» WORK REQUEST: Return, from the material below, each line in which "ImageFetch" occurs.

• • •

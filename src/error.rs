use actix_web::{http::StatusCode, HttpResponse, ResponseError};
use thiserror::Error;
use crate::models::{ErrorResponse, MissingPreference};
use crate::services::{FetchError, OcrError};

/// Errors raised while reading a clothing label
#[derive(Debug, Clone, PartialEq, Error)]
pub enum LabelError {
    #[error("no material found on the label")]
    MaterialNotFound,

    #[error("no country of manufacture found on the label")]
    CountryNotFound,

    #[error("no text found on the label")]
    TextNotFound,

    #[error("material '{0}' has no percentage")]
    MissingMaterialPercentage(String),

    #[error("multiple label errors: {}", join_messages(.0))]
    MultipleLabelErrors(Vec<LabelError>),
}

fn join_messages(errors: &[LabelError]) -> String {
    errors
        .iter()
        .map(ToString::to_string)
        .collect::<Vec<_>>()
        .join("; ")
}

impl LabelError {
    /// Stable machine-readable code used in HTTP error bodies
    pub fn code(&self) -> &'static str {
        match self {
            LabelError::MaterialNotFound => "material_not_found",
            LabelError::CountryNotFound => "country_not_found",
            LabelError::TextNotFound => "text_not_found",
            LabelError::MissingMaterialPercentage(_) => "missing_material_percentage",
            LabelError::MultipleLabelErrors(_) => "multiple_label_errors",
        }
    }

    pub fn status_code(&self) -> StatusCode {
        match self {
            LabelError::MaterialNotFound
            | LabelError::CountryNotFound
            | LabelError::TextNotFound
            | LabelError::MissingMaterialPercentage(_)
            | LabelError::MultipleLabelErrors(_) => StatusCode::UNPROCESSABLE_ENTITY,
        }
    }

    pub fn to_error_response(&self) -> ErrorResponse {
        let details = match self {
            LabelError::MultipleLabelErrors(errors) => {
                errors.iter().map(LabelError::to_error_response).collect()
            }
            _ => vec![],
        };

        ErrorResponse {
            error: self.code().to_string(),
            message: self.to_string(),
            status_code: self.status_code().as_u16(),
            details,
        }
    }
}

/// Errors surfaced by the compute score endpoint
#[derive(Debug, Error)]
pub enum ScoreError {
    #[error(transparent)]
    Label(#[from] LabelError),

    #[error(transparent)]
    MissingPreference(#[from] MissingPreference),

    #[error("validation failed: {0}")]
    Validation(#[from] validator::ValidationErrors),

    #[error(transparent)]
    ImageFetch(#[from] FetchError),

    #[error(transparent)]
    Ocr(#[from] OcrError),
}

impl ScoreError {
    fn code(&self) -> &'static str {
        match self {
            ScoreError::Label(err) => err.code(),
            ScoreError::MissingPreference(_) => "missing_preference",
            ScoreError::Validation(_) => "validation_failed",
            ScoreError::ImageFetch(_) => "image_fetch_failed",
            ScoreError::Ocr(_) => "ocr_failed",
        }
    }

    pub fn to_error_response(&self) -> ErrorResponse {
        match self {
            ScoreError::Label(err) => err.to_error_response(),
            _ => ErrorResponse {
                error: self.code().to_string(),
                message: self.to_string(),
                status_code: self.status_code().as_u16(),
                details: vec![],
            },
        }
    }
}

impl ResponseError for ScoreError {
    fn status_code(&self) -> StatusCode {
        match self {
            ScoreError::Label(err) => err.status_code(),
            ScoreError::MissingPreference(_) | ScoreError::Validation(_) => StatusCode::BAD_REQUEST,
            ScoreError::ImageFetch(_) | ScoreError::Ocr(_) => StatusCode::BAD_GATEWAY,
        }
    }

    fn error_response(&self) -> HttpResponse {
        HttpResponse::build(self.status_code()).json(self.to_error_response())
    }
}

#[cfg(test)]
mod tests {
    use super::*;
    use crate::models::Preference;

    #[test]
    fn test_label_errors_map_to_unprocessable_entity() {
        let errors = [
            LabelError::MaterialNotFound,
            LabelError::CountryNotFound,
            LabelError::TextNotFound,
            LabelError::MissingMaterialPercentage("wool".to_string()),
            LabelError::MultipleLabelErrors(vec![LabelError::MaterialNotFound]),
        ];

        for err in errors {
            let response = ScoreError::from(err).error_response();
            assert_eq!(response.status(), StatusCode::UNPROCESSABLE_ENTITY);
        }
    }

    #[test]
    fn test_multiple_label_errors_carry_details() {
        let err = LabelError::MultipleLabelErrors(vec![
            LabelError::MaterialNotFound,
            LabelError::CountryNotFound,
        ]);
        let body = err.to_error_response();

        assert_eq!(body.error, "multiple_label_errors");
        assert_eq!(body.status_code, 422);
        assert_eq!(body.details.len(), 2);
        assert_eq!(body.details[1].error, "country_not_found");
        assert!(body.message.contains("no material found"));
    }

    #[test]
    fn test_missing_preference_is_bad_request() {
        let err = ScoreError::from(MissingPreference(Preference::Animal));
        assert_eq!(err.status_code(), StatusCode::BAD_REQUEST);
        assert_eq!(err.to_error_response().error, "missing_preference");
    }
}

• • •

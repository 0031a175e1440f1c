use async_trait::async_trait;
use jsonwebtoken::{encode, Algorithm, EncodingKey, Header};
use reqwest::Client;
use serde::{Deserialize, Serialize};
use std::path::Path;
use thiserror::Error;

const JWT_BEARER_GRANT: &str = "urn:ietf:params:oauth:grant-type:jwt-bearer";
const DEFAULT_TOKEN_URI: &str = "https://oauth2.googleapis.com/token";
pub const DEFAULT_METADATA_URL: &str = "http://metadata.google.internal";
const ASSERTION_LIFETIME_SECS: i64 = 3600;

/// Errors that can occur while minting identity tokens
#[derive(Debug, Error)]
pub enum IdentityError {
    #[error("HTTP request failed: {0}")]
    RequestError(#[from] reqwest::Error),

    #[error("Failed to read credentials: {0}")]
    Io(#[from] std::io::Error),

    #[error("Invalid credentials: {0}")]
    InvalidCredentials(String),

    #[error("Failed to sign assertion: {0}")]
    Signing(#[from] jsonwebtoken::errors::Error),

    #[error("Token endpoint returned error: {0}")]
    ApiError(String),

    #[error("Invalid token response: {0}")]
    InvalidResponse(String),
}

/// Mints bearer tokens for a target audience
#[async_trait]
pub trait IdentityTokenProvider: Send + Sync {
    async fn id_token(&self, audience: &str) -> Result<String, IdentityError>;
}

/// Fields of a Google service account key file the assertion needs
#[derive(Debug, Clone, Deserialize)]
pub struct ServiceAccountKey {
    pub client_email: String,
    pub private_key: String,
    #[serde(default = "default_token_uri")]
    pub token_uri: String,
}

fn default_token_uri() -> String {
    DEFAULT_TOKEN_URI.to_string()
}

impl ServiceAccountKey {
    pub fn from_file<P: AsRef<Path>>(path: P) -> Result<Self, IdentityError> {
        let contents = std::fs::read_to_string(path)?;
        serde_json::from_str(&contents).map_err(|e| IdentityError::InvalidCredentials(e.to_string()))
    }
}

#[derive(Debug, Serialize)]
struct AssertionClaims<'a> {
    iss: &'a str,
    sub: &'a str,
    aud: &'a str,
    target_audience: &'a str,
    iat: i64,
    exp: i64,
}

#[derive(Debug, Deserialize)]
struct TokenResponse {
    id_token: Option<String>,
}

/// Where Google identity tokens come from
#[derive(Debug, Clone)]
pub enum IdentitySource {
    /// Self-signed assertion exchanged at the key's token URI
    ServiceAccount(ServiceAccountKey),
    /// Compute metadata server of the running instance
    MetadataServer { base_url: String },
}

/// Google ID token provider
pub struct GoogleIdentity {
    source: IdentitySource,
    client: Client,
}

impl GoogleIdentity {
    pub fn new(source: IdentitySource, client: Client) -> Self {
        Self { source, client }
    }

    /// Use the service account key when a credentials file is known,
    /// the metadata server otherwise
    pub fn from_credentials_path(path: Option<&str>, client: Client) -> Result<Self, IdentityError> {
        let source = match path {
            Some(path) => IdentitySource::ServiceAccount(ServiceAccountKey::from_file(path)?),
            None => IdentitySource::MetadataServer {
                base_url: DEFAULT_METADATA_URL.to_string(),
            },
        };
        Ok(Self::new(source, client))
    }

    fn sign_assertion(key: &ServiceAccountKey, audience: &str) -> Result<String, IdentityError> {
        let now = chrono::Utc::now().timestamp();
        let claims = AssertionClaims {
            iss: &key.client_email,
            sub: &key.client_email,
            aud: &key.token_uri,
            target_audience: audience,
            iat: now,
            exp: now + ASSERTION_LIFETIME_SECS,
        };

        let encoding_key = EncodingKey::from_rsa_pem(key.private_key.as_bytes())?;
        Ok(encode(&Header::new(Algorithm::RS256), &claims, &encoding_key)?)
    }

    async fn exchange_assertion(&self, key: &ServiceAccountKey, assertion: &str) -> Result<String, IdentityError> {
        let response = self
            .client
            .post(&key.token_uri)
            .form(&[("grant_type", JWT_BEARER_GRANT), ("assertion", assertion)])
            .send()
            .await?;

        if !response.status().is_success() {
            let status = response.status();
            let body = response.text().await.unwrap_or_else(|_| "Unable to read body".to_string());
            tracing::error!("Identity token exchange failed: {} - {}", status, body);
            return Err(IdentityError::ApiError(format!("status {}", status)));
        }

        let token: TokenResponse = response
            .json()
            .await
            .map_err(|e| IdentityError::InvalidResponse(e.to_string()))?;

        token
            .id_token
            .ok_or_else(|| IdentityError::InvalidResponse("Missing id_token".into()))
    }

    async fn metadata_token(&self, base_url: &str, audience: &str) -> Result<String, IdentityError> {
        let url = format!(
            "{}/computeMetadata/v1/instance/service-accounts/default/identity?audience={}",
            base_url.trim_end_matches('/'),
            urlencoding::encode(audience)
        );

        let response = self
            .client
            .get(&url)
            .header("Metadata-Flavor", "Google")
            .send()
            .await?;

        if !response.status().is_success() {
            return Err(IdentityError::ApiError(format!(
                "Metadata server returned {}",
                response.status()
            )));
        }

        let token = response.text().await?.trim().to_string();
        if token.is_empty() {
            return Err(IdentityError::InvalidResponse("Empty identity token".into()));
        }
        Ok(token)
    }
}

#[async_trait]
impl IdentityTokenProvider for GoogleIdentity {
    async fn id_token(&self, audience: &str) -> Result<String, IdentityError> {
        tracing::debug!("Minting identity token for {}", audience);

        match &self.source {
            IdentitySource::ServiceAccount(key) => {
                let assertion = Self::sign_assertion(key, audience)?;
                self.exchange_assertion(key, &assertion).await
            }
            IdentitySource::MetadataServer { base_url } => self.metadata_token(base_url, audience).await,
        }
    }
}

• • •

» ANSWER AREA:
    ImageFetch(#[from] FetchError),
            ScoreError::ImageFetch(_) => "image_fetch_failed",
            ScoreError::ImageFetch(_) | ScoreError::Ocr(_) => StatusCode::BAD_GATEWAY,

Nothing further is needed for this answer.